Salah satu penganut paham liberal sebenarnya menganggap keputusan sekolah untuk membatalkan America Day adalah tindakan yang tepat.
“Nasionalisme yang tidak terkendali bukanlah hal yang baik dan secara historis telah menyebabkan kekejaman besar di sini dan di tempat lain,” tulis perempuan yang tidak disebutkan namanya itu di Facebook.
Saya berharap saya dapat mengatakan apa yang terjadi di Jackson Hole adalah sebuah anomali. Namun, masih banyak sekolah negeri lain yang melakukan perilaku anti-Amerika serupa.
Ada sistem sekolah di Tennessee yang melarang bendera Amerika. Ada sebuah distrik sekolah di Massachusetts yang melarang satu hari untuk merayakan Tanah Kebebasan. Dan ada distrik sekolah California yang melarang kaos berbendera Amerika di Cinco de Mayo.
The New York Post menyebut aktivitas anti-Amerika Jackson Hole sebagai “larangan patriotisme yang menyedihkan dan menyimpang.”
“Respon yang tepat adalah menjelaskan kepada para remaja tersebut bahwa mereka adalah orang Amerika – yang berhak untuk bangga dengan bangsa ini dan benderanya sebagai anak-anak yang nenek moyangnya telah ada di sini selama beberapa generasi,” tulis dewan editorial surat kabar tersebut.
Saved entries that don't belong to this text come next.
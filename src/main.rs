//! Epochpay server binary

use anyhow::Context;
use tracing_subscriber::{layer::SubscriberExt, util::SubscriberInitExt, EnvFilter};

use epochpay::api::{create_router, AppState};
use epochpay::config::{AppConfig, LogFormat};

#[tokio::main]
async fn main() -> anyhow::Result<()> {
    let config = AppConfig::load().context("failed to load configuration")?;

    init_tracing(&config)?;

    tracing::info!(max_epoch = config.limits.max_epoch, "Starting epochpay");

    let state = AppState::new(config.limits.max_epoch);
    let router = create_router(state);

    let addr = format!("{}:{}", config.server.host, config.server.port);
    let listener = tokio::net::TcpListener::bind(&addr)
        .await
        .with_context(|| format!("failed to bind to {}", addr))?;
    tracing::info!(%addr, "Listening for HTTP traffic");

    axum::serve(listener, router).await?;

    Ok(())
}

fn init_tracing(config: &AppConfig) -> anyhow::Result<()> {
    let env_filter = EnvFilter::try_from_default_env()
        .or_else(|_| EnvFilter::try_new(config.logging.level.clone()))
        .unwrap_or_else(|_| EnvFilter::new("epochpay=info"));

    let registry = tracing_subscriber::registry().with(env_filter);

    match config.logging.format {
        LogFormat::Json => {
            registry
                .with(tracing_subscriber::fmt::layer().json())
                .init();
        }
        LogFormat::Text => {
            registry.with(tracing_subscriber::fmt::layer()).init();
        }
    }

    Ok(())
}
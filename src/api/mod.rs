//! HTTP API server

use axum::{routing::get, Router};
use tower_http::cors::CorsLayer;
use tower_http::trace::TraceLayer;

pub mod handlers;
pub mod state;

pub use state::AppState;

/// Build the API router using the provided application state
pub fn create_router(state: AppState) -> Router {
    Router::new()
        .route("/health", get(handlers::health))
        .route("/payouts/:epoch", get(handlers::payouts))
        .layer(TraceLayer::new_for_http())
        .layer(CorsLayer::permissive())
        .with_state(state)
}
Ada suatu masa ketika para imigran datang ke Amerika karena mereka mencintai kebebasan. Mereka menyukai tanah yang penuh peluang ini. Mereka menginginkan kehidupan yang lebih baik untuk anak-anak mereka. Tapi aku khawatir hari-hari itu sudah lama berlalu.
Dan saya kira kita akan menjadi negara yang jauh lebih baik jika kita memberikan semangat kepada semua pembenci Amerika.
Seperti yang kami katakan di rumah di Tennessee, jangan biarkan pintu kasa menghantam Anda di tempat Tuhan Yang Baik telah memisahkan Anda.